The Trouble with the Video Game Industry | Philosophy Tube (video) – Olly makes many of the same points that I like to make about video games and capitalism!  Here’s my commentary on the main points:

  1. I agree that the tendency towards monopoly is bad, and video games are particularly vulnerable. However, Olly’s example is a bit odd, because he talks about how the Epic Games Store is competing with Steam, which is the opposite of a monopoly.  But what his example does show, is the evils we have to accept in order to avoid monopoly in a market that strongly tends towards monopoly.  The main way for game consoles/platforms to avoid monopoly is by acquiring platform-exclusive games.  Platform-exclusivity is otherwise a pareto-loss (i.e. nobody wins).
  2. I am not convinced that microtransactions are actually bad, nor am I convinced that they’re particularly capitalist.  It’s pretty easy to imagine “whale” business models flourishing in not-so-capitalist contexts.  Take the Patreon model–most followers don’t pay anything, and a few pay far more than their fair share, and that seems fine?  The best argument against microtransactions is that they take advantage of psychology to trick people.  But I think the only way to address this problem is with targeted policies.  Overthrowing capitalism will not by itself do the trick.
  3. I totally agree with Olly that free markets are not efficient under conditions of inequality.  I add that the video game market is a monopolistic competition market, which is not efficient even in theory.

News

SmackJeeves outrage causes mass exodus from site – SmackJeeves is one of the oldest webcomics hosting services on the internet, hosting 47k comics according to tvtropes.  The new owner just destroyed all the old webcomics with absolutely the worst site “redesign” I have ever heard of.  This affected two webcomics I read: Pictures of You, and Rainbow Mansion, and you can follow those links to see what impact this has had.

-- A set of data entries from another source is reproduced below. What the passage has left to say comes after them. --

//! Subscription state machine
//!
//! `Subscription::apply` is the only way a subscription's status changes.
//! It is pure: it returns the next value and leaves `self` untouched, so a
//! rejected transition can never leave a half-written record behind.

use serde::{Deserialize, Serialize};
use time::{Duration, OffsetDateTime};
use uuid::Uuid;

use crate::error::{BillingError, BillingResult};
use crate::notifications::NotificationKind;

/// Billing status of a subscription
#[derive(Debug, Clone, Copy, PartialEq, Eq, Hash, Serialize, Deserialize)]
#[serde(rename_all = "snake_case")]
pub enum SubscriptionStatus {
    None,
    Pending,
    Active,
    PastDue,
    Cancelled,
    Expired,
}

impl SubscriptionStatus {
    pub fn as_str(&self) -> &'static str {
        match self {
            SubscriptionStatus::None => "none",
            SubscriptionStatus::Pending => "pending",
            SubscriptionStatus::Active => "active",
            SubscriptionStatus::PastDue => "past_due",
            SubscriptionStatus::Cancelled => "cancelled",
            SubscriptionStatus::Expired => "expired",
        }
    }

    pub fn is_terminal(&self) -> bool {
        matches!(
            self,
            SubscriptionStatus::Cancelled | SubscriptionStatus::Expired
        )
    }
}

impl std::fmt::Display for SubscriptionStatus {
    fn fmt(&self, f: &mut std::fmt::Formatter<'_>) -> std::fmt::Result {
        f.write_str(self.as_str())
    }
}

impl std::str::FromStr for SubscriptionStatus {
    type Err = BillingError;

    fn from_str(s: &str) -> Result<Self, Self::Err> {
        match s {
            "none" => Ok(SubscriptionStatus::None),
            "pending" => Ok(SubscriptionStatus::Pending),
            "active" => Ok(SubscriptionStatus::Active),
            "past_due" => Ok(SubscriptionStatus::PastDue),
            "cancelled" => Ok(SubscriptionStatus::Cancelled),
            "expired" => Ok(SubscriptionStatus::Expired),
            other => Err(BillingError::InvalidInput(format!(
                "unknown subscription status: {}",
                other
            ))),
        }
    }
}

/// Length of one billing period
#[derive(Debug, Clone, Copy, PartialEq, Eq, Serialize, Deserialize)]
#[serde(rename_all = "snake_case")]
pub enum BillingPeriod {
    Monthly,
    Yearly,
}

impl BillingPeriod {
    /// Fixed-length period; calendar alignment is the gateway's concern
    pub fn duration(&self) -> Duration {
        match self {
            BillingPeriod::Monthly => Duration::days(30),
            BillingPeriod::Yearly => Duration::days(365),
        }
    }

    pub fn as_str(&self) -> &'static str {
        match self {
            BillingPeriod::Monthly => "monthly",
            BillingPeriod::Yearly => "yearly",
        }
    }
}

impl std::str::FromStr for BillingPeriod {
    type Err = BillingError;

    fn from_str(s: &str) -> Result<Self, Self::Err> {
        match s {
            "monthly" | "month" => Ok(BillingPeriod::Monthly),
            "yearly" | "annual" | "year" => Ok(BillingPeriod::Yearly),
            other => Err(BillingError::InvalidInput(format!(
                "unknown billing period: {}",
                other
            ))),
        }
    }
}

/// Something that happened to a subscription
#[derive(Debug, Clone, PartialEq, Eq)]
pub enum SubscriptionEvent {
    Create,
    PaymentCompleted { amount_cents: i64 },
    PaymentFailed { reason: Option<String> },
    Cancel { at_period_end: bool },
    /// Fired by the renewal job once `current_period_end` has passed
    PeriodElapsed,
}

impl SubscriptionEvent {
    pub fn name(&self) -> &'static str {
        match self {
            SubscriptionEvent::Create => "create",
            SubscriptionEvent::PaymentCompleted { .. } => "payment_completed",
            SubscriptionEvent::PaymentFailed { .. } => "payment_failed",
            SubscriptionEvent::Cancel {
                at_period_end: false,
            } => "cancel_immediately",
            SubscriptionEvent::Cancel {
                at_period_end: true,
            } => "cancel_at_period_end",
            SubscriptionEvent::PeriodElapsed => "period_elapsed",
        }
    }
}

#[derive(Debug, Clone, PartialEq, Eq, Serialize, Deserialize)]
pub struct Subscription {
    pub id: Uuid,
    pub user_id: Uuid,
    pub plan_id: String,
    pub status: SubscriptionStatus,
    pub billing_period: BillingPeriod,
    #[serde(with = "time::serde::rfc3339::option")]
    pub current_period_start: Option<OffsetDateTime>,
    #[serde(with = "time::serde::rfc3339::option")]
    pub current_period_end: Option<OffsetDateTime>,
    pub cancel_at_period_end: bool,
    #[serde(with = "time::serde::rfc3339::option")]
    pub cancelled_at: Option<OffsetDateTime>,
    #[serde(with = "time::serde::rfc3339::option")]
    pub last_payment_date: Option<OffsetDateTime>,
    pub last_payment_amount: Option<i64>,
    /// Incremented on every applied transition, used for compare-and-swap writes
    pub version: i64,
    #[serde(with = "time::serde::rfc3339")]
    pub created_at: OffsetDateTime,
    #[serde(with = "time::serde::rfc3339")]
    pub updated_at: OffsetDateTime,
}

/// Outcome of an applied transition
#[derive(Debug, Clone)]
pub struct Transition {
    pub from: SubscriptionStatus,
    pub to: SubscriptionStatus,
    pub subscription: Subscription,
    pub notification: Option<NotificationKind>,
}

impl Subscription {
    /// Blank subscription in state `none`, before the create event
    pub fn blank(user_id: Uuid, plan_id: impl Into<String>, billing_period: BillingPeriod) -> Self {
        let now = OffsetDateTime::now_utc();
        Self {
            id: Uuid::new_v4(),
            user_id,
            plan_id: plan_id.into(),
            status: SubscriptionStatus::None,
            billing_period,
            current_period_start: None,
            current_period_end: None,
            cancel_at_period_end: false,
            cancelled_at: None,
            last_payment_date: None,
            last_payment_amount: None,
            version: 0,
            created_at: now,
            updated_at: now,
        }
    }

    /// Create a subscription awaiting its first payment
    pub fn create(
        user_id: Uuid,
        plan_id: impl Into<String>,
        billing_period: BillingPeriod,
    ) -> BillingResult<Self> {
        let blank = Self::blank(user_id, plan_id, billing_period);
        let created_at = blank.created_at;
        Ok(blank
            .apply(&SubscriptionEvent::Create, created_at)?
            .subscription)
    }

    /// Compute the state after `event`. Returns `InvalidTransition` for any
    /// (state, event) pair outside the transition table.
    pub fn apply(&self, event: &SubscriptionEvent, now: OffsetDateTime) -> BillingResult<Transition> {
        use SubscriptionEvent as E;
        use SubscriptionStatus as S;

        let mut next = self.clone();

        let notification = match (self.status, event) {
            (S::None, E::Create) => {
                next.status = S::Pending;
                None
            }

            (S::Pending, E::PaymentCompleted { amount_cents }) => {
                next.status = S::Active;
                next.record_payment(*amount_cents, now);
                next.current_period_start = Some(now);
                next.current_period_end = Some(now + self.billing_period.duration());
                Some(NotificationKind::Confirmation)
            }

            (S::Active, E::PaymentCompleted { amount_cents }) => {
                // Renewal extends from the end of the paid period, not from now
                let start = self
                    .current_period_end
                    .filter(|end| *end > now)
                    .unwrap_or(now);
                next.record_payment(*amount_cents, now);
                next.current_period_start = Some(start);
                next.current_period_end = Some(start + self.billing_period.duration());
                Some(NotificationKind::Renewal)
            }

            (S::PastDue, E::PaymentCompleted { amount_cents }) => {
                next.status = S::Active;
                next.record_payment(*amount_cents, now);
                if self.current_period_end.map_or(true, |end| end <= now) {
                    next.current_period_start = Some(now);
                    next.current_period_end = Some(now + self.billing_period.duration());
                }
                Some(NotificationKind::Confirmation)
            }

            (S::Pending | S::Active, E::PaymentFailed { .. }) => {
                next.status = S::PastDue;
                Some(NotificationKind::PaymentFailed)
            }

            (S::Active | S::PastDue, E::Cancel { at_period_end: false }) => {
                next.status = S::Cancelled;
                next.cancelled_at = Some(now);
                next.cancel_at_period_end = false;
                Some(NotificationKind::Cancelled)
            }

            (S::Active | S::PastDue, E::Cancel { at_period_end: true }) => {
                next.cancel_at_period_end = true;
                next.cancelled_at = Some(now);
                Some(NotificationKind::CancellationScheduled)
            }

            (S::Active, E::PeriodElapsed) if self.period_has_ended(now) => {
                if self.cancel_at_period_end {
                    next.status = S::Cancelled;
                    Some(NotificationKind::Cancelled)
                } else {
                    next.status = S::Expired;
                    Some(NotificationKind::Expired)
                }
            }

            // A past_due period only closes out when cancellation was scheduled
            (S::PastDue, E::PeriodElapsed)
                if self.cancel_at_period_end && self.period_has_ended(now) =>
            {
                next.status = S::Cancelled;
                Some(NotificationKind::Cancelled)
            }

            _ => {
                return Err(BillingError::InvalidTransition {
                    subscription_id: self.id,
                    from: self.status,
                    event: event.name().to_string(),
                });
            }
        };

        next.version = self.version + 1;
        next.updated_at = now;

        Ok(Transition {
            from: self.status,
            to: next.status,
            subscription: next,
            notification,
        })
    }

    /// Whether the period-end sweep acts on this subscription
    pub fn closes_at_period_end(&self) -> bool {
        match self.status {
            SubscriptionStatus::Active => true,
            SubscriptionStatus::PastDue => self.cancel_at_period_end,
            _ => false,
        }
    }

    /// Whether the paid period is over
    pub fn period_has_ended(&self, now: OffsetDateTime) -> bool {
        self.current_period_end.is_some_and(|end| end <= now)
    }

    fn record_payment(&mut self, amount_cents: i64, now: OffsetDateTime) {
        self.last_payment_date = Some(now);
        self.last_payment_amount = Some(amount_cents);
    }
}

The National Center for Transgender Equality Falls Apart – Apparently there are complaints about racism in the leadership of NCTE, and a bunch of staff have left.  It’s not entirely clear what happened, but it’s sad to hear.  Of particular interest to me, the NCTE runs the US Trans Survey, which is a phenomenal project, and a great source for best survey practices.  I don’t know what will become of the survey now.

Comments

  1. says

    I totally agree with Olly that free markets are not efficient under conditions of inequality. I add that the video game market is a monopolistic competition market, which is not efficient even in theory.

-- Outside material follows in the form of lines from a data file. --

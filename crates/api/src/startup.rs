//! Process startup helpers shared by the API server and the worker

use std::time::Duration;

use axum::http::{header, HeaderValue, Method};
use sqlx::postgres::{PgPool, PgPoolOptions};
use tokio_retry::strategy::{jitter, ExponentialBackoff};
use tokio_retry::Retry;
use tower_http::cors::{AllowOrigin, CorsLayer};
use tracing_subscriber::{layer::SubscriberExt, util::SubscriberInitExt, EnvFilter};

/// Install the global tracing subscriber. `RUST_LOG` overrides `default_filter`.
pub fn init_tracing(default_filter: &str, json: bool) {
    let filter =
        EnvFilter::try_from_default_env().unwrap_or_else(|_| EnvFilter::new(default_filter));

    tracing_subscriber::registry()
        .with(filter)
        .with(json.then(|| tracing_subscriber::fmt::layer().json()))
        .with((!json).then(tracing_subscriber::fmt::layer))
        .init();
}

/// Connect to Postgres, retrying while the database comes up
pub async fn connect_database(database_url: &str) -> anyhow::Result<PgPool> {
    let strategy = ExponentialBackoff::from_millis(2)
        .factor(250)
        .max_delay(Duration::from_secs(5))
        .map(jitter)
        .take(6);

    let pool = Retry::spawn(strategy, || async {
        PgPoolOptions::new()
            .max_connections(10)
            .acquire_timeout(Duration::from_secs(5))
            .connect(database_url)
            .await
            .inspect_err(|e| tracing::warn!(error = %e, "Database not reachable, retrying"))
    })
    .await?;

    tracing::info!("Database pool created");
    Ok(pool)
}

/// CORS for the operator routes; gateways do not send preflights
pub fn cors_layer() -> CorsLayer {
    let allowed_origins: Vec<HeaderValue> = std::env::var("ALLOWED_ORIGINS")
        .unwrap_or_else(|_| "http://localhost:3000".to_string())
        .split(',')
        .filter_map(|s| s.trim().parse().ok())
        .collect();

    tracing::info!(allowed_origins = ?allowed_origins, "CORS configured");

    CorsLayer::new()
        .allow_origin(AllowOrigin::list(allowed_origins))
        .allow_methods([Method::GET, Method::POST, Method::OPTIONS])
        .allow_headers([header::AUTHORIZATION, header::CONTENT_TYPE, header::ACCEPT])
}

    I just got done teaching Principles of Micro for the first time, and one thing that set me off was economists’ conflation of output divided by input efficiency and Pareto optimality. They will literally use the word “efficiency” in both senses in the same sentence.

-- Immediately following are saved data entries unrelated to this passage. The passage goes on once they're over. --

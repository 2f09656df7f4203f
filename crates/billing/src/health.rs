//! Webhook processing health
//!
//! Counters are updated from request handlers and the retry worker at the
//! same time, so they are plain atomics. Only an operator reset clears them.

use std::sync::atomic::{AtomicI64, AtomicU64, Ordering};
use std::sync::Arc;

use serde::Serialize;
use time::OffsetDateTime;

use crate::config::HealthConfig;

#[derive(Debug, Clone, Copy, PartialEq, Eq, Serialize)]
#[serde(rename_all = "snake_case")]
pub enum HealthLevel {
    Healthy,
    Degraded,
    Critical,
}

/// Point-in-time view of the counters
#[derive(Debug, Clone, Serialize)]
pub struct HealthStatus {
    pub level: HealthLevel,
    #[serde(with = "time::serde::rfc3339::option")]
    pub last_success_at: Option<OffsetDateTime>,
    pub consecutive_failures: u64,
    pub total_processed: u64,
    pub total_failed: u64,
}

#[derive(Debug, Default)]
struct Counters {
    /// Unix seconds of the last success; 0 when none
    last_success_at: AtomicI64,
    consecutive_failures: AtomicU64,
    total_processed: AtomicU64,
    total_failed: AtomicU64,
}

#[derive(Debug, Clone)]
pub struct HealthTracker {
    counters: Arc<Counters>,
    config: HealthConfig,
}

impl HealthTracker {
    pub fn new(config: HealthConfig) -> Self {
        Self {
            counters: Arc::new(Counters::default()),
            config,
        }
    }

    pub fn record_success(&self) {
        let c = &self.counters;
        c.total_processed.fetch_add(1, Ordering::Relaxed);
        c.consecutive_failures.store(0, Ordering::Relaxed);
        c.last_success_at
            .store(OffsetDateTime::now_utc().unix_timestamp(), Ordering::Relaxed);
    }

    pub fn record_failure(&self) {
        let c = &self.counters;
        c.total_processed.fetch_add(1, Ordering::Relaxed);
        c.total_failed.fetch_add(1, Ordering::Relaxed);
        let failures = c.consecutive_failures.fetch_add(1, Ordering::Relaxed) + 1;

        if failures == self.config.critical_threshold {
            tracing::error!(
                consecutive_failures = failures,
                "Webhook processing health is critical"
            );
        } else if failures == self.config.degraded_threshold {
            tracing::warn!(
                consecutive_failures = failures,
                "Webhook processing health is degraded"
            );
        }
    }

    pub fn level(&self) -> HealthLevel {
        self.classify(self.counters.consecutive_failures.load(Ordering::Relaxed))
    }

    fn classify(&self, consecutive_failures: u64) -> HealthLevel {
        if consecutive_failures >= self.config.critical_threshold {
            HealthLevel::Critical
        } else if consecutive_failures >= self.config.degraded_threshold {
            HealthLevel::Degraded
        } else {
            HealthLevel::Healthy
        }
    }

    /// Ready to take traffic unless critical
    pub fn is_ready(&self) -> bool {
        self.level() != HealthLevel::Critical
    }

    pub fn status(&self) -> HealthStatus {
        let c = &self.counters;
        let consecutive_failures = c.consecutive_failures.load(Ordering::Relaxed);
        let last_success = c.last_success_at.load(Ordering::Relaxed);

        HealthStatus {
            level: self.classify(consecutive_failures),
            last_success_at: (last_success > 0)
                .then(|| OffsetDateTime::from_unix_timestamp(last_success).ok())
                .flatten(),
            consecutive_failures,
            total_processed: c.total_processed.load(Ordering::Relaxed),
            total_failed: c.total_failed.load(Ordering::Relaxed),
        }
    }

    /// Operator reset of all counters
    pub fn reset(&self) {
        let c = &self.counters;
        c.last_success_at.store(0, Ordering::Relaxed);
        c.consecutive_failures.store(0, Ordering::Relaxed);
        c.total_processed.store(0, Ordering::Relaxed);
        c.total_failed.store(0, Ordering::Relaxed);
        tracing::info!("Webhook health counters reset");
    }
}

impl Default for HealthTracker {
    fn default() -> Self {
        Self::new(HealthConfig::default())
    }
}

#[cfg(test)]
mod tests {
    use super::*;

    fn tracker_after_failures(n: u64) -> HealthTracker {
        let tracker = HealthTracker::default();
        for _ in 0..n {
            tracker.record_failure();
        }
        tracker
    }

    #[test]
    fn test_classification_thresholds() {
        for n in 0..5 {
            assert_eq!(tracker_after_failures(n).level(), HealthLevel::Healthy, "{}", n);
        }
        for n in 5..10 {
            assert_eq!(tracker_after_failures(n).level(), HealthLevel::Degraded, "{}", n);
        }
        for n in [10, 11, 50] {
            assert_eq!(tracker_after_failures(n).level(), HealthLevel::Critical, "{}", n);
        }
    }

    #[test]
    fn test_success_clears_consecutive_failures_only() {
        let tracker = tracker_after_failures(7);
        tracker.record_success();

        let status = tracker.status();
        assert_eq!(status.level, HealthLevel::Healthy);
        assert_eq!(status.consecutive_failures, 0);
        assert_eq!(status.total_failed, 7);
        assert_eq!(status.total_processed, 8);
        assert!(status.last_success_at.is_some());
    }

    #[test]
    fn test_not_ready_when_critical() {
        assert!(tracker_after_failures(9).is_ready());
        assert!(!tracker_after_failures(10).is_ready());
    }

    #[test]
    fn test_reset_clears_everything() {
        let tracker = tracker_after_failures(12);
        tracker.record_success();
        tracker.reset();

        let status = tracker.status();
        assert_eq!(status.total_processed, 0);
        assert_eq!(status.total_failed, 0);
        assert!(status.last_success_at.is_none());
    }

    #[test]
    fn test_clones_share_counters() {
        let tracker = HealthTracker::default();
        let clone = tracker.clone();
        clone.record_failure();
        assert_eq!(tracker.status().total_failed, 1);
    }
}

    Technically, video games are (like movies) an example of an artificially scarce good (nonrival and excludable). The marginal cost is zero (except for transaction costs), so there’s no way to recover fixed costs at the “efficient” (Pareto-optimal) price, where the marginal cost equals the marginal consumer’s willingness to pay, i.e. zero. But so what?

    Monopolistic competition is also “inefficient” (not Pareto optimal) and inefficient (in long-run equilibrium they do not operate at the lowest average total cost). But so what?

    The only way to get anywhere close to Pareto optimal pricing and output-over-input efficiency is an industry in perfect competition, which requires identical products. There are a lot of things that are differentiated that don’t need to be, that could be standardized, but I don’t think video games are one of them. Who wants only one standardized video game?

    You are absolutely correct, however, that “capitalism” is not the problem. As long as opportunity cost matters, there a Pareto-optimal solution is logically impossible for goods where we have large fixed costs and zero marginal cost, no matter how you slice the political economy. I’m not sure that Pareto optimality and efficiency are possible under monopolistic competition, with positive and increasing marginal cost, but where differentiation is inherently desirable, but I suspect it would be challenging to implement.

    But so what? Jehovah did not include “Thou shalt be Pareto optimal” in the Ten Commandments. Sometimes good enough is good enough.